*** RECORDED DATA Section Begins ***

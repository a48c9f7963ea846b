//! Register Page

use leptos::*;
use leptos_router::*;
use tiketin::{Registration, Role};

use crate::api;
use crate::components::InlineLoading;
use crate::state::GlobalState;

/// Account creation form for attendees and organizers
#[component]
pub fn Register() -> impl IntoView {
    let state = use_context::<GlobalState>().expect("GlobalState not found");
    let navigate = use_navigate();

    let (name, set_name) = create_signal(String::new());
    let (email, set_email) = create_signal(String::new());
    let (password, set_password) = create_signal(String::new());
    let (role, set_role) = create_signal(Role::User);
    let (submitting, set_submitting) = create_signal(false);

    let submit = move |ev: ev::SubmitEvent| {
        ev.prevent_default();
        let registration = Registration {
            name: name.get_untracked().trim().to_string(),
            email: email.get_untracked().trim().to_string(),
            password: password.get_untracked(),
            role: role.get_untracked(),
        };
        if registration.name.is_empty()
            || registration.email.is_empty()
            || registration.password.is_empty()
        {
            state.show_error("Please fill in every field");
            return;
        }

        set_submitting.set(true);
        let state = state.clone();
        let navigate = navigate.clone();
        spawn_local(async move {
            match api::api().register(&registration).await {
                Ok(receipt) => {
                    state.show_success(
                        receipt
                            .message
                            .as_deref()
                            .unwrap_or("Registration successful, please log in"),
                    );
                    navigate("/login", Default::default());
                }
                Err(e) => state.report("Registration failed", &e),
            }
            set_submitting.set(false);
        });
    };

    view! {
        <div class="min-h-[70vh] flex items-center justify-center px-4">
            <form on:submit=submit class="w-full max-w-md bg-white rounded-3xl shadow p-8 space-y-5">
                <div class="text-center">
                    <h1 class="text-2xl font-bold">"Create an account"</h1>
                    <p class="text-slate-500 text-sm mt-1">"Join to book tickets or publish your own events"</p>
                </div>

                <TextField label="Name" kind="text" value=name set_value=set_name />
                <TextField label="Email" kind="email" value=email set_value=set_email />
                <TextField label="Password" kind="password" value=password set_value=set_password />

                <div>
                    <label class="block text-sm text-slate-600 mb-1">"I want to"</label>
                    <select
                        class="w-full border rounded-lg px-4 py-3"
                        on:change=move |ev| {
                            if let Ok(selected) = event_target_value(&ev).parse::<Role>() {
                                set_role.set(selected);
                            }
                        }
                    >
                        <option value="user" selected=move || role.get() == Role::User>"Buy tickets"</option>
                        <option value="admin" selected=move || role.get() == Role::Admin>"Organize events"</option>
                    </select>
                </div>

                <button
                    type="submit"
                    disabled=move || submitting.get()
                    class="w-full py-3 bg-blue-600 hover:bg-blue-700 disabled:bg-slate-400 text-white rounded-lg font-semibold transition-colors"
                >
                    {move || if submitting.get() {
                        view! { <InlineLoading /> " Creating account..." }.into_view()
                    } else {
                        "Register".into_view()
                    }}
                </button>

                <p class="text-center text-sm text-slate-500">
                    "Already registered? "
                    <A href="/login" class="text-blue-600 hover:underline">"Log in"</A>
                </p>
            </form>
        </div>
    }
}

#[component]
fn TextField(
    label: &'static str,
    kind: &'static str,
    value: ReadSignal<String>,
    set_value: WriteSignal<String>,
) -> impl IntoView {
    view! {
        <div>
            <label class="block text-sm text-slate-600 mb-1">{label}</label>
            <input
                type=kind
                prop:value=move || value.get()
                on:input=move |ev| set_value.set(event_target_value(&ev))
                class="w-full border rounded-lg px-4 py-3 focus:outline-none focus:ring-2 focus:ring-blue-400"
            />
        </div>
    }
}
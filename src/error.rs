//! Client error types
//!
//! Every API operation reports failure through [`ApiError`], a closed set of
//! variants the presentation layer can branch on, no matter which endpoint
//! failed or how the server shaped its error body.

use serde_json::Value;
use std::collections::BTreeMap;
use thiserror::Error;

/// Failure of a call against the ticketing API
#[derive(Error, Debug, Clone, PartialEq)]
pub enum ApiError {
    /// No HTTP response was received (DNS, connection refused, CORS, timeout)
    #[error("Network error: {0}")]
    Network(String),

    /// Credentials missing, invalid, or not allowed to perform the action
    #[error("{message}")]
    Auth { status: u16, message: String },

    /// Request content was rejected, either locally or by the server
    #[error("{message}")]
    Validation {
        message: String,
        /// Field name to problem description
        fields: BTreeMap<String, String>,
    },

    /// Requested resource does not exist
    #[error("{0}")]
    NotFound(String),

    /// Any other unsuccessful or unreadable response
    #[error("Server error {status}: {message}")]
    Server { status: u16, message: String },
}

/// Result type for API operations
pub type ApiResult<T> = Result<T, ApiError>;

/// Messages the API returns with a 2xx status when the bearer token is rejected
const SOFT_AUTH_MESSAGES: &[&str] = &["Missing Token", "Invalid or Expired Token", "Forbidden"];

/// Messages the API returns with a 2xx status when the target is missing
const SOFT_NOT_FOUND_MESSAGES: &[&str] = &["Event not found"];

/// Plain-text bodies longer than this are not shown to the user
const MAX_TEXT_MESSAGE_LEN: usize = 200;

impl ApiError {
    /// Classify an unsuccessful HTTP response
    pub fn from_response(status: u16, body: &[u8]) -> Self {
        let parsed: Option<Value> = serde_json::from_slice(body).ok();

        let message = parsed
            .as_ref()
            .and_then(extract_message)
            .or_else(|| text_message(body))
            .unwrap_or_else(|| format!("Request failed with status {}", status));

        match status {
            400 | 422 => ApiError::Validation {
                message,
                fields: parsed.as_ref().map(extract_fields).unwrap_or_default(),
            },
            401 | 403 => ApiError::Auth { status, message },
            404 => ApiError::NotFound(message),
            _ => ApiError::Server { status, message },
        }
    }

    /// Recognize an error reported inside a successful response.
    ///
    /// Write endpoints answer some rejections with HTTP 200 and a bare
    /// `{"message": ...}` body; those are mapped onto the matching variant.
    pub fn from_soft_failure(status: u16, body: &Value) -> Option<Self> {
        let message = body.get("message")?.as_str()?;

        if SOFT_AUTH_MESSAGES.contains(&message) {
            return Some(ApiError::Auth {
                status,
                message: message.to_string(),
            });
        }

        if SOFT_NOT_FOUND_MESSAGES.contains(&message) {
            return Some(ApiError::NotFound(message.to_string()));
        }

        None
    }

    /// Build a validation error from per-field problems found locally
    pub fn invalid_fields(fields: BTreeMap<String, String>) -> Self {
        let names: Vec<&str> = fields.keys().map(String::as_str).collect();
        ApiError::Validation {
            message: format!("Please check: {}", names.join(", ")),
            fields,
        }
    }

    /// Human-readable message, without the variant prefix
    pub fn message(&self) -> &str {
        match self {
            ApiError::Network(message) => message,
            ApiError::Auth { message, .. } => message,
            ApiError::Validation { message, .. } => message,
            ApiError::NotFound(message) => message,
            ApiError::Server { message, .. } => message,
        }
    }

    /// HTTP status, when a response was received
    pub fn status(&self) -> Option<u16> {
        match self {
            ApiError::Auth { status, .. } | ApiError::Server { status, .. } => Some(*status),
            ApiError::NotFound(_) => Some(404),
            ApiError::Network(_) | ApiError::Validation { .. } => None,
        }
    }

    /// Problem description for one form field
    pub fn field(&self, name: &str) -> Option<&str> {
        match self {
            ApiError::Validation { fields, .. } => fields.get(name).map(String::as_str),
            _ => None,
        }
    }

    /// Short, stable name of the variant for logs
    pub fn kind(&self) -> &'static str {
        match self {
            ApiError::Network(_) => "network",
            ApiError::Auth { .. } => "auth",
            ApiError::Validation { .. } => "validation",
            ApiError::NotFound(_) => "not_found",
            ApiError::Server { .. } => "server",
        }
    }

    /// Whether signing in again could resolve the failure
    pub fn is_auth(&self) -> bool {
        matches!(self, ApiError::Auth { .. })
    }
}

fn extract_message(body: &Value) -> Option<String> {
    ["message", "error", "detail"]
        .iter()
        .filter_map(|key| body.get(*key))
        .find_map(|value| match value {
            Value::String(s) if !s.trim().is_empty() => Some(s.clone()),
            // {"error": {"message": "..."}}
            Value::Object(_) => value.get("message")?.as_str().map(str::to_string),
            _ => None,
        })
}

fn extract_fields(body: &Value) -> BTreeMap<String, String> {
    let source = body
        .get("errors")
        .or_else(|| body.get("fields"))
        .and_then(Value::as_object);

    let Some(source) = source else {
        return BTreeMap::new();
    };

    source
        .iter()
        .filter_map(|(field, problem)| {
            let text = match problem {
                Value::String(s) => s.clone(),
                // ["too short", "required"] → first entry
                Value::Array(items) => items.first()?.as_str()?.to_string(),
                _ => return None,
            };
            Some((field.clone(), text))
        })
        .collect()
}

fn text_message(body: &[u8]) -> Option<String> {
    let text = std::str::from_utf8(body).ok()?.trim();
    if text.is_empty() || text.starts_with('<') || text.len() > MAX_TEXT_MESSAGE_LEN {
        return None;
    }
    Some(text.to_string())
}

#[cfg(test)]
mod tests {
    use super::*;
    use serde_json::json;

    #[test]
    fn test_status_classification() {
        assert!(matches!(
            ApiError::from_response(401, b""),
            ApiError::Auth { status: 401, .. }
        ));
        assert!(matches!(
            ApiError::from_response(403, b""),
            ApiError::Auth { status: 403, .. }
        ));
        assert!(matches!(
            ApiError::from_response(400, b""),
            ApiError::Validation { .. }
        ));
        assert!(matches!(
            ApiError::from_response(422, b""),
            ApiError::Validation { .. }
        ));
        assert!(matches!(
            ApiError::from_response(404, b""),
            ApiError::NotFound(_)
        ));
        assert!(matches!(
            ApiError::from_response(500, b""),
            ApiError::Server { status: 500, .. }
        ));
    }

    #[test]
    fn test_server_message_is_surfaced_verbatim() {
        let err = ApiError::from_response(400, br#"{"message": "Title required"}"#);
        assert_eq!(err.message(), "Title required");
        assert_eq!(err.to_string(), "Title required");
    }

    #[test]
    fn test_error_key_fallback() {
        let err = ApiError::from_response(500, br#"{"error": "database is locked"}"#);
        assert_eq!(err.message(), "database is locked");
        assert_eq!(err.to_string(), "Server error 500: database is locked");
    }

    #[test]
    fn test_synthesized_message() {
        let err = ApiError::from_response(502, b"<html>Bad Gateway</html>");
        assert_eq!(err.message(), "Request failed with status 502");

        let err = ApiError::from_response(503, b"upstream unavailable");
        assert_eq!(err.message(), "upstream unavailable");
    }

    #[test]
    fn test_validation_fields() {
        let body = json!({
            "message": "Invalid event",
            "errors": { "title": "required", "capacity": ["must be positive"] }
        });
        let err = ApiError::from_response(422, body.to_string().as_bytes());

        assert_eq!(err.field("title"), Some("required"));
        assert_eq!(err.field("capacity"), Some("must be positive"));
        assert_eq!(err.field("date"), None);
    }

    #[test]
    fn test_soft_failures() {
        let err = ApiError::from_soft_failure(200, &json!({"message": "Missing Token"}));
        assert!(matches!(err, Some(ApiError::Auth { status: 200, .. })));

        let err = ApiError::from_soft_failure(200, &json!({"message": "Event not found"}));
        assert_eq!(err, Some(ApiError::NotFound("Event not found".to_string())));

        let ok = ApiError::from_soft_failure(200, &json!({"message": "Event created successfully"}));
        assert!(ok.is_none());
    }

    #[test]
    fn test_invalid_fields_message() {
        let mut fields = BTreeMap::new();
        fields.insert("title".to_string(), "Title is required".to_string());
        fields.insert("date".to_string(), "Use YYYY-MM-DDTHH:MM".to_string());

        let err = ApiError::invalid_fields(fields);
        assert_eq!(err.message(), "Please check: date, title");
        assert_eq!(err.kind(), "validation");
        assert_eq!(err.status(), None);
    }
}
//! Notification Settings Page
//!
//! Edits a copy of the session's notification preferences. Saving waits
//! [`SAVE_DELAY_MS`], commits the copy to global state, alerts once and goes
//! back one page. Nothing is sent to the server.

use gloo_timers::future::TimeoutFuture;
use leptos::*;
use tiketin::{Channel, ChannelGroup, NotificationPanel, SaveHost, SAVE_DELAY_MS};

use crate::components::{InlineLoading, Toggle};
use crate::state::GlobalState;

/// Save side effects in the browser: `alert()` and `history.back()`
struct BrowserHost;

impl SaveHost for BrowserHost {
    fn confirm(&mut self, message: &str) {
        if let Some(window) = web_sys::window() {
            let _ = window.alert_with_message(message);
        }
    }

    fn navigate_back(&mut self) {
        go_back();
    }
}

fn go_back() {
    if let Some(history) = web_sys::window().and_then(|w| w.history().ok()) {
        let _ = history.back();
    }
}

/// Notification settings page component
#[component]
pub fn NotificationSettings() -> impl IntoView {
    let state = use_context::<GlobalState>().expect("GlobalState not found");
    let committed = state.notification_prefs;

    let panel = create_rw_signal(NotificationPanel::new(committed.get_untracked()));
    let saving = Signal::derive(move || panel.with(NotificationPanel::is_saving));

    let state_for_toggle = state.clone();
    let toggle = move |channel: Channel| {
        if let Some(Err(e)) = panel.try_update(|p| p.toggle(channel)) {
            state_for_toggle.show_error(&e.to_string());
        }
    };

    let save = move |_| {
        match panel.try_update(NotificationPanel::begin_save) {
            Some(Ok(())) => {}
            Some(Err(e)) => {
                state.show_error(&e.to_string());
                return;
            }
            None => return,
        }

        spawn_local(async move {
            TimeoutFuture::new(SAVE_DELAY_MS).await;

            let mut host = BrowserHost;
            let finished = panel.try_update(|p| p.finish_save(&mut host)).flatten();
            if let Some(preferences) = finished {
                committed.set(preferences);
            }
        });
    };

    view! {
        <div class="container mx-auto px-4 py-10 max-w-2xl">
            <div class="flex items-center justify-between mb-6">
                <div>
                    <h1 class="text-2xl font-bold">"Notification Settings"</h1>
                    <p class="text-slate-500 text-sm mt-1">"Choose what we tell you about"</p>
                </div>
                <button
                    on:click=move |_| go_back()
                    class="px-4 py-2 bg-white border rounded-lg hover:bg-slate-50 text-sm"
                >
                    "Back"
                </button>
            </div>

            <div class="space-y-6">
                {ChannelGroup::ALL.into_iter().map(|group| {
                    let toggle = toggle.clone();
                    view! {
                        <section class="bg-white rounded-3xl shadow p-6">
                            <h4 class="font-semibold mb-4">{group.title()}</h4>
                            <div class="divide-y">
                                {group.channels().into_iter().map(|channel| {
                                    let toggle = toggle.clone();
                                    view! {
                                        <div class="flex items-center justify-between py-3">
                                            <div>
                                                <div class="font-medium">{channel.title()}</div>
                                                <div class="text-sm text-slate-500">{channel.description()}</div>
                                            </div>
                                            <Toggle
                                                checked=Signal::derive(move || panel.with(|p| p.is_enabled(channel)))
                                                locked=channel.is_locked()
                                                on_toggle=move |_| toggle(channel)
                                            />
                                        </div>
                                    }
                                }).collect_view()}
                            </div>
                        </section>
                    }
                }).collect_view()}
            </div>

            <div class="mt-8 flex justify-end">
                <button
                    on:click=save
                    disabled=move || saving.get()
                    class="px-6 py-3 bg-blue-600 hover:bg-blue-700 disabled:bg-slate-400 text-white rounded-lg font-semibold transition-colors"
                >
                    {move || if saving.get() {
                        view! { <InlineLoading /> " Saving..." }.into_view()
                    } else {
                        "Save Settings".into_view()
                    }}
                </button>
            </div>
        </div>
    }
}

*** RECORDED DATA Section Ends ***

# WORK REQUIRED
Retype exactly the lines of the data above, starting at its first line and finishing with the line that has "let (email, set_email)" in it.

# RESPONSE
repository a48c9f7963ea846b
//! Register Page

use leptos::*;
use leptos_router::*;
use tiketin::{Registration, Role};

use crate::api;
use crate::components::InlineLoading;
use crate::state::GlobalState;

/// Account creation form for attendees and organizers
#[component]
pub fn Register() -> impl IntoView {
    let state = use_context::<GlobalState>().expect("GlobalState not found");
    let navigate = use_navigate();

    let (name, set_name) = create_signal(String::new());
    let (email, set_email) = create_signal(String::new());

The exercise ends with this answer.